Great question! The most common reason is to define some kind of higher order function. A common example would be decorators like @dataclasses.dataclass or @functools.wraps
That's why I feel like Python, such great language, is broken.
I am dreaming of Python 4 with pointers and fixed scopes.
You pass arguments like in C++, without thinking about mutable, scopes etc. If you don't want to work on the copy, then pass it by reference - ALL PROBLEMS SOLVED in the most elegant, readable way. That's the point of python, isn't it?
The problem in Python is that assignment implicitly declares a local variable, so one has to declare (by nonlocal or global) if this is not wanted. Other languages like Scheme or Lua do this better, local Variables have to be declared explicitly.
Plans within the plans...
Am i the only one here more surprised that variables in python apparently have function scope instead of block scope?
Oh shit divide by zero error.
Yeah pythons way of doing closures is counter-intuetive to me. I would lock in any variables to their values at runtime when the it is defined. Changing variables later would not change the defined function.
Discord gang.
Yes.
Sup anas
Im a member of the "I just opened UA-cam, accidently" Gang
Yeah well, even tough you put the two rules next to each other there are still two of them :D
I was going to learn Python but now I am not so sure.

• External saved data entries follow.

/// Test a role with an unknown type is kept raw without failing the listing
#[tokio::test]
async fn test_list_roles_with_unknown_role_type() {
    let _ = env_logger::try_init();
    let (server, client) = create_test_client().await;

    Mock::given(method("GET"))
        .and(path("/api/v2/roles"))
        .respond_with(ResponseTemplate::new(200).set_body_json(json!({
            "data": [
                role_json("r1", "Admin"),
                {"id": "r2", "type": "custom_roles", "attributes": {"name": "Custom"}}
            ]
        })))
        .expect(1)
        .mount(&server)
        .await;

    let roles = client
        .roles()
        .list_roles(ListRolesOptionalParams::default())
        .await
        .expect("Failed to list roles");

    assert_eq!(roles.data.len(), 2);
    assert_eq!(roles.data[0].id.as_deref(), Some("r1"));
    assert!(!roles.data[0].is_unparsed());
    assert!(roles.data[1].is_unparsed());
    assert_eq!(
        roles.data[1].unparsed_object.as_ref().and_then(|raw| raw.get("id")),
        Some(&json!("r2"))
    );
}

/// Test an empty success body yields an empty model
#[tokio::test]
async fn test_empty_success_body() {
    let _ = env_logger::try_init();
    let (server, client) = create_test_client().await;

    Mock::given(method("GET"))
        .and(path("/api/v2/roles"))
        .respond_with(ResponseTemplate::new(200))
        .expect(1)
        .mount(&server)
        .await;

    let roles = client
        .roles()
        .list_roles(ListRolesOptionalParams::default())
        .await
        .expect("Empty body should decode");
    assert!(roles.data.is_empty());
    assert!(roles.meta.is_none());
}

/// Test role ids are escaped in the path
#[tokio::test]
async fn test_role_id_is_path_escaped() {
    let _ = env_logger::try_init();
    let (server, client) = create_test_client().await;

    Mock::given(method("GET"))
        .and(path("/api/v2/roles/my%20role"))
        .respond_with(ResponseTemplate::new(200).set_body_json(json!({"data": role_json("my role", "Mine")})))
        .expect(1)
        .mount(&server)
        .await;

    let role = client.roles().get_role("my role").await.expect("Failed to get role");
    assert_eq!(role.data.and_then(|r| r.id).as_deref(), Some("my role"));
}

/// Test deleting a role with an empty response
#[tokio::test]
async fn test_delete_role() {
    let _ = env_logger::try_init();
    let (server, client) = create_test_client().await;

    Mock::given(method("DELETE"))
        .and(path("/api/v2/roles/r1"))
        .respond_with(ResponseTemplate::new(204))
        .expect(1)
        .mount(&server)
        .await;

    client.roles().delete_role("r1").await.expect("Failed to delete role");
}

/// Test cloning a role, including the conflict status
#[tokio::test]
async fn test_clone_role() {
    let _ = env_logger::try_init();
    let (server, client) = create_test_client().await;

    Mock::given(method("POST"))
        .and(path("/api/v2/roles/r1/clone"))
        .and(body_json(json!({"data": {"attributes": {"name": "copy"}, "type": "roles"}})))
        .respond_with(ResponseTemplate::new(200).set_body_json(json!({"data": role_json("r2", "copy")})))
        .mount(&server)
        .await;
    Mock::given(method("POST"))
        .and(path("/api/v2/roles/r1/clone"))
        .and(body_json(json!({"data": {"attributes": {"name": "taken"}, "type": "roles"}})))
        .respond_with(ResponseTemplate::new(409).set_body_json(json!({"errors": ["already exists"]})))
        .mount(&server)
        .await;

    let roles = client.roles();
    let cloned = roles
        .clone_role("r1", &datadog_api_client::models::RoleCloneRequest::new("copy"))
        .await
        .expect("Failed to clone role");
    assert_eq!(cloned.data.and_then(|r| r.id).as_deref(), Some("r2"));

    let err = roles
        .clone_role("r1", &datadog_api_client::models::RoleCloneRequest::new("taken"))
        .await
        .unwrap_err();
    let DatadogError::Api(api_error) = err else {
        panic!("expected an API error");
    };
    assert_eq!(api_error.errors(), ["already exists".to_string()]);
}

/// Test updating a role and the validation failure status
#[tokio::test]
async fn test_update_role() {
    let _ = env_logger::try_init();
    let (server, client) = create_test_client().await;

    Mock::given(method("PATCH"))
        .and(path("/api/v2/roles/r1"))
        .and(body_json(json!({
            "data": {"attributes": {"name": "renamed"}, "id": "r1", "type": "roles"}
        })))
        .respond_with(ResponseTemplate::new(200).set_body_json(json!({"data": role_json("r1", "renamed")})))
        .expect(1)
        .mount(&server)
        .await;
    Mock::given(method("PATCH"))
        .and(path("/api/v2/roles/r2"))
        .respond_with(ResponseTemplate::new(422).set_body_json(json!({"errors": ["id mismatch"]})))
        .mount(&server)
        .await;

    let attributes = RoleUpdateAttributes {
        name: Some("renamed".into()),
        ..Default::default()
    };
    let updated = client
        .roles()
        .update_role("r1", &RoleUpdateRequest::new("r1", attributes.clone()))
        .await
        .expect("Failed to update role");
    assert_eq!(
        updated.data.and_then(|r| r.attributes).and_then(|a| a.name).as_deref(),
        Some("renamed")
    );

    let err = client
        .roles()
        .update_role("r2", &RoleUpdateRequest::new("r1", attributes))
        .await
        .unwrap_err();
    assert_eq!(err.status().map(|s| s.as_u16()), Some(422));
}

/// Test permission grant, listing and removal
#[tokio::test]
async fn test_role_permissions() {
    let _ = env_logger::try_init();
    let (server, client) = create_test_client().await;
    let permissions = json!({
        "data": [{
            "id": "p1",
            "type": "permissions",
            "attributes": {"name": "logs_read_data", "restricted": false, "group_name": "Logs"}
        }]
    });
    let relationship = json!({"data": {"id": "p1", "type": "permissions"}});

    Mock::given(method("POST"))
        .and(path("/api/v2/roles/r1/permissions"))
        .and(body_json(relationship.clone()))
        .respond_with(ResponseTemplate::new(200).set_body_json(permissions.clone()))
        .expect(1)
        .mount(&server)
        .await;
    Mock::given(method("GET"))
        .and(path("/api/v2/roles/r1/permissions"))
        .respond_with(ResponseTemplate::new(200).set_body_json(permissions.clone()))
        .expect(1)
        .mount(&server)
        .await;
    Mock::given(method("DELETE"))
        .and(path("/api/v2/roles/r1/permissions"))
        .and(body_json(relationship))
        .respond_with(ResponseTemplate::new(200).set_body_json(json!({"data": []})))
        .expect(1)
        .mount(&server)
        .await;
    Mock::given(method("GET"))
        .and(path("/api/v2/permissions"))
        .respond_with(ResponseTemplate::new(200).set_body_json(permissions))
        .expect(1)
        .mount(&server)
        .await;

    let roles = client.roles();
    let granted = roles
        .add_permission_to_role("r1", &RelationshipToPermission::new("p1"))
        .await
        .expect("Failed to grant permission");
    assert_eq!(granted.data[0].id.as_deref(), Some("p1"));

    let listed = roles.list_role_permissions("r1").await.expect("Failed to list permissions");
    let attributes = listed.data[0].attributes.as_ref().expect("Permission should have attributes");
    assert_eq!(attributes.name.as_deref(), Some("logs_read_data"));
    assert_eq!(attributes.restricted, Some(false));

    let remaining = roles
        .remove_permission_from_role("r1", &RelationshipToPermission::new("p1"))
        .await
        .expect("Failed to revoke permission");
    assert!(remaining.data.is_empty());

    let all = roles.list_permissions().await.expect("Failed to list all permissions");
    assert_eq!(all.data.len(), 1);
}

/// Test adding, listing and removing role users
#[tokio::test]
async fn test_role_users() {
    let _ = env_logger::try_init();
    let (server, client) = create_test_client().await;
    let users = json!({
        "data": [{
            "id": "u1",
            "type": "users",
            "attributes": {"email": "jane@example.com", "name": null, "title": "SRE"}
        }],
        "meta": {"page": {"total_count": 1}}
    });
    let relationship = json!({"data": {"id": "u1", "type": "users"}});

    Mock::given(method("POST"))
        .and(path("/api/v2/roles/r1/users"))
        .and(body_json(relationship.clone()))
        .respond_with(ResponseTemplate::new(200).set_body_json(users.clone()))
        .expect(1)
        .mount(&server)
        .await;
    Mock::given(method("GET"))
        .and(path("/api/v2/roles/r1/users"))
        .and(query_param("sort", "-email"))
        .and(query_param("page[size]", "50"))
        .respond_with(ResponseTemplate::new(200).set_body_json(users))
        .expect(1)
        .mount(&server)
        .await;
    Mock::given(method("DELETE"))
        .and(path("/api/v2/roles/r1/users"))
        .and(body_json(relationship))
        .respond_with(ResponseTemplate::new(200).set_body_json(json!({"data": []})))
        .expect(1)
        .mount(&server)
        .await;

    let roles = client.roles();
    let added = roles
        .add_user_to_role("r1", &RelationshipToUser::new("u1"))
        .await
        .expect("Failed to add user");
    let attributes = added.data[0].attributes.as_ref().expect("User should have attributes");
    assert!(attributes.name.is_null());
    assert_eq!(attributes.title.value().map(String::as_str), Some("SRE"));

    let listed = roles
        .list_role_users(
            "r1",
            ListRoleUsersOptionalParams::default().sort("-email").page_size(50),
        )
        .await
        .expect("Failed to list role users");
    assert_eq!(listed.data.len(), 1);

    let remaining = roles
        .remove_user_from_role("r1", &RelationshipToUser::new("u1"))
        .await
        .expect("Failed to remove user");
    assert!(remaining.data.is_empty());
}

Scopes should be clear, simple, and clearly defined by the programmer. The fact that you need this video telling us it is very confusing and you need to learn a lot of rules, tells me something is structurally wrong with scopes in Python.
this made me more confused lol
SECURITY
It's ethically illegal to use global variables inside a nested function.
This should be a PEP 😅
Thirst
Ok, I will NEVER do this.
Sounds cool, but your pull request is not approved 👎
Lvl 7 has not really a point to it:
1. You use "if False:" to explicitly create an "empty" state of that variable, but then you later might complain about it or get bitten by it!? UNLIKELY
2. You would usually go with a default value of "None" with no need of "If False" and then be pretty safe.
So, I don't understand why you would fear someone could unintentionally create a local variable as an empty cell, instead of a simple local variable initialized to "None".
It's like shooting yourself in the foot by knowing the internals of a language!?
The cell would still be emtpy if False was replaced by any condition that happened to be falsey at runtime. This is a very common bug in practice, though the rest of example 7 is of course just an exercise to test your understanding of the rules.
luckily my brain does not function like that
So basically, dont make your code as unnecessarily complicated and contradictory like this
Thank you very much. This is an excellent video!
At first, when I saw x = "global x" I thought you will do something like exec(x).
if you ever think have you do this: grow up
at 4: 24 you are passing something false but i see no change in code so what are you passing that is false?
Off screen I have a main function calling the code with True then with False.